*** MATERIAL SUPPLIED
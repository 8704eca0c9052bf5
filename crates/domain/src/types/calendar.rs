//! Calendar event items as the day summary sees them

use chrono::NaiveDate;
use serde::{Deserialize, Serialize};

use crate::constants::{DAY_WINDOW_END, DAY_WINDOW_START};

/// Attendance status reported by Google Calendar.
#[derive(Debug, Clone, Copy, PartialEq, Eq, Serialize, Deserialize)]
#[serde(rename_all = "lowercase")]
pub enum EventStatus {
    Confirmed,
    Tentative,
    Cancelled,
}

crate::impl_domain_status_conversions!(EventStatus {
    Confirmed => "confirmed",
    Tentative => "tentative",
    Cancelled => "cancelled",
});

/// A single event, reduced to the fields the summary uses.
///
/// Every field is optional because the API omits them freely; an unknown
/// status string is stored as `None` and treated as not confirmed.
#[derive(Debug, Clone, Default, PartialEq, Eq, Serialize, Deserialize)]
pub struct CalendarEvent {
    pub summary: Option<String>,
    pub status: Option<EventStatus>,
    /// Raw `start.dateTime` (RFC 3339); all-day events only have `start.date`.
    pub start_date_time: Option<String>,
}

impl CalendarEvent {
    pub fn is_confirmed(&self) -> bool {
        self.status == Some(EventStatus::Confirmed)
    }
}

/// Query bounds for one day, `[06:00:00, 23:59:59]` at a fixed UTC offset.
#[derive(Debug, Clone, PartialEq, Eq)]
pub struct DayWindow {
    pub date: NaiveDate,
    pub time_min: String,
    pub time_max: String,
}

impl DayWindow {
    pub fn for_date(date: NaiveDate, utc_offset: &str) -> Self {
        let day = date.format("%Y-%m-%d");
        Self {
            date,
            time_min: format!("{day}T{DAY_WINDOW_START}{utc_offset}"),
            time_max: format!("{day}T{DAY_WINDOW_END}{utc_offset}"),
        }
    }

    /// `YYYY-MM-DD`, used for the same-day check on event start times.
    pub fn date_string(&self) -> String {
        self.date.format("%Y-%m-%d").to_string()
    }
}
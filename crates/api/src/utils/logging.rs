use daybrief_domain::{DaybriefError, LogFormat, LoggingConfig};
use tracing_subscriber::EnvFilter;

/// Install the global `tracing` subscriber.
///
/// `RUST_LOG` wins over `config.default_filter`. Calling this twice is a
/// no-op, so tests and the binary can share it.
pub fn init_tracing(config: &LoggingConfig) {
    if tracing::dispatcher::has_been_set() {
        return;
    }

    let filter = EnvFilter::try_from_default_env()
        .or_else(|_| EnvFilter::try_new(&config.default_filter))
        .unwrap_or_else(|_| EnvFilter::new("info"));

    let builder = tracing_subscriber::fmt().with_env_filter(filter).with_target(false);
    let _ = match config.format {
        LogFormat::Json => builder.json().try_init(),
        LogFormat::Pretty => builder.try_init(),
    };
}

/// Convert a `DaybriefError` into a stable label suitable for logging.
#[inline]
pub const fn error_label(error: &DaybriefError) -> &'static str {
    match error {
        DaybriefError::Database(_) => "database",
        DaybriefError::Config(_) => "config",
        DaybriefError::Network(_) => "network",
        DaybriefError::Auth(_) => "auth",
        DaybriefError::NotFound(_) => "not_found",
        DaybriefError::InvalidInput(_) => "invalid_input",
        DaybriefError::Messaging(_) => "messaging",
        DaybriefError::Internal(_) => "internal",
    }
}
******
▸ HOW TO COMPLETE THIS TASK
Go through the entries above and copy each line holding the string "LoggingConfig".

▸ EXERCISE OUTPUT
use daybrief_domain::{DaybriefError, LogFormat, LoggingConfig};
pub fn init_tracing(config: &LoggingConfig) {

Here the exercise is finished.